Notice to govt. on law for working women

Plea pointed out lack of implementation

January 04, 2018 10:02 pm | Updated January 05, 2018 01:08 am IST - NEW DELHI

The Supreme Court on Thursday asked the government to respond on a petition questioning the lack of implementation of the various provisions of the Sexual Harassment of Women at Workplace Act of 2013.

The 2013 statutory law had replaced the guidelines laid down by the Supreme Court in the historic Vishaka case judgment, which stemmed from the brutal gang rape of a social worker in a village of Rajasthan.

The Supreme Court verdict authored in 1997 by then Chief Justice J.S. Verma was inspired by international conventions and the spirit of gender equality enshrined in the Constitution to declare that “gender equality includes protection from sexual harassment and right to work with dignity, which is a universally recognised basic human right.”

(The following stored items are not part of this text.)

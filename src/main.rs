mod cli;

use hlsgate::{config, server, tools};

use anyhow::Result;
use clap::Parser;
use cli::{Cli, Commands};
use hlsgate_media::decode_adts;

async fn start_server(
    host: Option<String>,
    port: Option<u16>,
    config_path: Option<&std::path::Path>,
) -> Result<()> {
    // Load config
    let mut config = config::load_config_or_default(config_path)?;

    // Override host/port from CLI if specified
    if let Some(host) = host {
        config.server.host = host;
    }
    if let Some(port) = port {
        config.server.port = port;
    }
    config::validate_config(&config)?;

    tracing::info!("Starting hlsgate");
    tracing::info!(
        "Serving {} stream(s) on {}:{}",
        config.streams.len(),
        config.server.host,
        config.server.port
    );

    server::start_server(config).await
}

fn main() -> Result<()> {
    let cli = Cli::parse();

    // Initialize logging
    // Respect RUST_LOG env var if set, otherwise use defaults based on verbose flag
    let env_filter = std::env::var("RUST_LOG").unwrap_or_else(|_| {
        if cli.verbose {
            "hlsgate=trace,hlsgate_media=trace,tower_http=debug".to_string()
        } else {
            "hlsgate=info,hlsgate_media=info,tower_http=info".to_string()
        }
    });

    tracing_subscriber::fmt()
        .with_env_filter(&env_filter)
        .init();

    match cli.command {
        Commands::Serve { host, port } => {
            // Create tokio runtime
            let rt = tokio::runtime::Runtime::new()?;
            rt.block_on(start_server(host, port, cli.config.as_deref()))
        }
        Commands::ProbeAdts { file } => probe_adts(&file),
        Commands::CheckTools => check_tools(cli.config.as_deref()),
        Commands::Validate {
            config: config_path,
        } => {
            let path = config_path.or(cli.config);
            validate_config(path.as_deref())
        }
        Commands::Version => {
            println!("hlsgate {}", env!("CARGO_PKG_VERSION"));
            Ok(())
        }
    }
}

fn probe_adts(file: &std::path::Path) -> Result<()> {
    if !file.exists() {
        anyhow::bail!("File does not exist: {:?}", file);
    }

    let data = std::fs::read(file)?;
    let packets = decode_adts(&data)?;

    println!("File: {}", file.display());
    println!("Frames: {}", packets.len());

    if let Some(first) = packets.first() {
        let samples = packets.len() as u64 * 1024;
        let secs = samples as f64 / first.sample_rate as f64;
        let bytes: usize = packets.iter().map(|p| p.au.len()).sum();

        println!("Profile: {:?} (mp4a.40.{})", first.profile, first.profile.object_type());
        println!("Sample rate: {} Hz", first.sample_rate);
        println!("Channels: {}", first.channel_count);
        println!("Duration: {:.3}s", secs);
        if secs > 0.0 {
            println!("Average bitrate: {:.1} kbit/s", bytes as f64 * 8.0 / secs / 1000.0);
        }

        let changes = packets
            .windows(2)
            .filter(|w| {
                w[0].sample_rate != w[1].sample_rate
                    || w[0].channel_count != w[1].channel_count
                    || w[0].profile != w[1].profile
            })
            .count();
        if changes > 0 {
            println!("Warning: {} parameter change(s) within the stream", changes);
        }
    }

    Ok(())
}

fn check_tools(config_path: Option<&std::path::Path>) -> Result<()> {
    println!("Checking external tools...\n");

    let config = config::load_config_or_default(config_path)?;
    let tools = tools::check_tools(config.snapshot.ffmpeg_path.as_deref());
    let mut all_ok = true;

    for tool in &tools {
        let status = if tool.available {
            "✓"
        } else {
            all_ok = false;
            "✗"
        };

        print!("{} {}", status, tool.name);

        if let Some(ref version) = tool.version {
            print!(" ({})", version.lines().next().unwrap_or(""));
        }

        if let Some(ref path) = tool.path {
            print!(" - {}", path.display());
        }

        println!();
    }

    println!();
    if all_ok {
        println!("All required tools are available!");
    } else {
        println!("Some tools are missing. Snapshots need ffmpeg.");
    }

    Ok(())
}

fn validate_config(path: Option<&std::path::Path>) -> Result<()> {
    match path {
        Some(p) => {
            println!("Validating config: {:?}", p);
            let config = config::load_config(p)?;
            println!("✓ Configuration is valid");
            println!("  Server: {}:{}", config.server.host, config.server.port);
            println!(
                "  HLS: {} segments of {}s",
                config.hls.segment_count, config.hls.segment_duration_secs
            );
            println!("  Snapshots enabled: {}", config.snapshot.enabled);
            println!("  Streams: {}", config.streams.len());
            for stream in &config.streams {
                println!(
                    "    {} (video: {}, audio: {})",
                    stream.name,
                    stream.video.is_some(),
                    stream.audio.is_some()
                );
            }
        }
        None => {
            println!("No config file specified, using defaults");
            let config = config::Config::default();
            println!("Default config:");
            println!("  Server: {}:{}", config.server.host, config.server.port);
        }
    }

    Ok(())
}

It took another six years for Parliament to enact the Sexual Harassment of Women at Workplace (Prevention, Prohibition, Redressal) Act, 2013 and its Rules.

Apathy of authorities

Now, five years after the Act came into existence, NGO Initiatives for Inclusion Foundation and its trustees Pallavi Pareek and Esha Shekhar have brought to light the sheer lack of initiative on the part of government authorities to monitor the implementation and enforce the law.

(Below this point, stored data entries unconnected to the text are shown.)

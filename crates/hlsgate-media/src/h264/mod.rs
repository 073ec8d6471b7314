//! H.264 helpers: NAL unit classification, Annex-B framing and DTS estimation.

mod dts;
mod nalu;

pub use dts::DtsEstimator;
pub use nalu::{contains_idr, encode_annex_b, split_annex_b, NaluType};
pub(crate) use nalu::put_annex_b;
//! H.264 NAL unit parsing

use bytes::{BufMut, Bytes, BytesMut};

use crate::{Error, Result};

const START_CODE: [u8; 4] = [0, 0, 0, 1];

/// H.264 NAL unit types
#[derive(Debug, Clone, Copy, PartialEq, Eq)]
pub enum NaluType {
    /// Coded slice of a non-IDR picture
    NonIdr,
    /// Coded slice data partitions A/B/C
    DataPartitionA,
    DataPartitionB,
    DataPartitionC,
    /// Coded slice of an IDR picture
    Idr,
    /// Supplemental enhancement information
    Sei,
    /// Sequence parameter set
    Sps,
    /// Picture parameter set
    Pps,
    /// Access unit delimiter
    AccessUnitDelimiter,
    EndOfSequence,
    EndOfStream,
    FillerData,
    /// Unknown/other
    Other(u8),
}

impl From<u8> for NaluType {
    fn from(value: u8) -> Self {
        match value & 0x1F {
            1 => NaluType::NonIdr,
            2 => NaluType::DataPartitionA,
            3 => NaluType::DataPartitionB,
            4 => NaluType::DataPartitionC,
            5 => NaluType::Idr,
            6 => NaluType::Sei,
            7 => NaluType::Sps,
            8 => NaluType::Pps,
            9 => NaluType::AccessUnitDelimiter,
            10 => NaluType::EndOfSequence,
            11 => NaluType::EndOfStream,
            12 => NaluType::FillerData,
            v => NaluType::Other(v),
        }
    }
}

impl NaluType {
    /// Type of a NAL unit, from its header byte.
    pub fn of(nalu: &[u8]) -> Option<Self> {
        nalu.first().map(|&b| NaluType::from(b))
    }

    /// Whether this unit carries coded picture data.
    pub fn is_vcl(self) -> bool {
        matches!(
            self,
            NaluType::NonIdr
                | NaluType::DataPartitionA
                | NaluType::DataPartitionB
                | NaluType::DataPartitionC
                | NaluType::Idr
        )
    }
}

/// Whether any unit in the group is an IDR slice.
pub fn contains_idr<T: AsRef<[u8]>>(nalus: &[T]) -> bool {
    nalus
        .iter()
        .any(|n| NaluType::of(n.as_ref()) == Some(NaluType::Idr))
}

/// Frame NAL units as an Annex-B byte stream (4-byte start codes).
pub fn encode_annex_b<T: AsRef<[u8]>>(nalus: &[T]) -> Result<Bytes> {
    let total: usize = nalus.iter().map(|n| n.as_ref().len() + START_CODE.len()).sum();
    let mut buf = BytesMut::with_capacity(total);
    put_annex_b(&mut buf, nalus)?;
    Ok(buf.freeze())
}

pub(crate) fn put_annex_b<T: AsRef<[u8]>>(buf: &mut BytesMut, nalus: &[T]) -> Result<()> {
    for nalu in nalus {
        let nalu = nalu.as_ref();
        if nalu.is_empty() {
            return Err(Error::EmptyNalu);
        }
        buf.put_slice(&START_CODE);
        buf.put_slice(nalu);
    }
    Ok(())
}

/// Split an Annex-B byte stream into NAL units, without start codes.
///
/// Accepts both 3- and 4-byte start codes. Bytes before the first start
/// code are ignored.
pub fn split_annex_b(data: &Bytes) -> Vec<Bytes> {
    let mut units = Vec::new();
    let mut start: Option<usize> = None;
    let mut i = 0;

    while i + 2 < data.len() {
        if data[i] == 0 && data[i + 1] == 0 && data[i + 2] == 1 {
            if let Some(s) = start {
                // A 4-byte start code leaves one zero behind.
                let mut end = i;
                if end > s && data[end - 1] == 0 {
                    end -= 1;
                }
                if end > s {
                    units.push(data.slice(s..end));
                }
            }
            i += 3;
            start = Some(i);
        } else {
            i += 1;
        }
    }

    if let Some(s) = start {
        if s < data.len() {
            units.push(data.slice(s..));
        }
    }

    units
}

A Bench led by Chief Justice of India Dipak Misra issued notice to the Centre and State governments. They have to reply within the next four weeks.

The petition, represented by advocates Sanjay Parikh and Anitha Shenoy, pointed out that the government at the State level has not even bothered to appoint district officers or local committees under the 2013 Act. There are no appointments of nodal officers or internal complaints committees in certain offices. There has been no move to ensure the reporting and collection of annual compliance reports from workplaces. Hence, the law meant to protect working women has hit a roadblock.

“Equality in employment can be seriously impaired when women are subjected to gender-specific violence, such as sexual harassment in the workplace,” the petitioners quoted the Supreme Court judgment in Vishaka case.